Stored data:
◇ ◇ ◇ ◇ ◇ ◇ ◇

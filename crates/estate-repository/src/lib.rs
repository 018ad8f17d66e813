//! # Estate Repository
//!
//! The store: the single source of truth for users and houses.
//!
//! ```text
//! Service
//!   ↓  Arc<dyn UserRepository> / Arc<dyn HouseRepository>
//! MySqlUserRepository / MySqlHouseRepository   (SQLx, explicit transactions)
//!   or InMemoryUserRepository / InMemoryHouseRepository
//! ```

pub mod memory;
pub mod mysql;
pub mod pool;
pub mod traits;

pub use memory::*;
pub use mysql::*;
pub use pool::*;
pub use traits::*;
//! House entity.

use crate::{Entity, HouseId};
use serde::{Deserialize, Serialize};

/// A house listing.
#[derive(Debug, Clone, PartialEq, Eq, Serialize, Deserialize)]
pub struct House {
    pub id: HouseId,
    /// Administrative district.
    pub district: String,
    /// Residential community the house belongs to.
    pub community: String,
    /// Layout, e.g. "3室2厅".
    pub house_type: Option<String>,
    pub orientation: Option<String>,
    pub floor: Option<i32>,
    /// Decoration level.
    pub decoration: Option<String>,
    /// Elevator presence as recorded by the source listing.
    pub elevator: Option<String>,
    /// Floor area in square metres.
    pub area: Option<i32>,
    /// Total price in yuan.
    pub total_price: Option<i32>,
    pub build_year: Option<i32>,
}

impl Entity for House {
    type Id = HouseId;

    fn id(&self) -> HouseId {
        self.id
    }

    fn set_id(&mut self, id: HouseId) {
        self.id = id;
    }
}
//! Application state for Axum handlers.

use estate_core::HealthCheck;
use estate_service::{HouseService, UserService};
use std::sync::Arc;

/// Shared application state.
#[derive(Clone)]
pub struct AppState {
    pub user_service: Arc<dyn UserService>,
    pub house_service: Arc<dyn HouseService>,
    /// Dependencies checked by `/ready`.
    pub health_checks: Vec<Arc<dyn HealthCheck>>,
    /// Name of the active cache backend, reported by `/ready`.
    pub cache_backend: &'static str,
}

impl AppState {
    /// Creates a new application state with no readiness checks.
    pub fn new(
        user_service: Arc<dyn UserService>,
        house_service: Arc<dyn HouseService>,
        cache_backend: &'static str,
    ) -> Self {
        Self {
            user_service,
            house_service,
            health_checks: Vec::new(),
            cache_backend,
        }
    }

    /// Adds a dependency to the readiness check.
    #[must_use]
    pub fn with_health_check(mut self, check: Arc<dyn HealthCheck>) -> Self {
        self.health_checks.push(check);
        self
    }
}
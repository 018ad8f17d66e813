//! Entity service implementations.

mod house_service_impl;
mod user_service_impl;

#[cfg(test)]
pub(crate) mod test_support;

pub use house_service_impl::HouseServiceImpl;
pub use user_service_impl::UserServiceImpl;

◇ ◇ ◇ ◇ ◇ ◇ ◇

In how many lines of the records does the word "Deserialize" occur? Reply with the number only.

2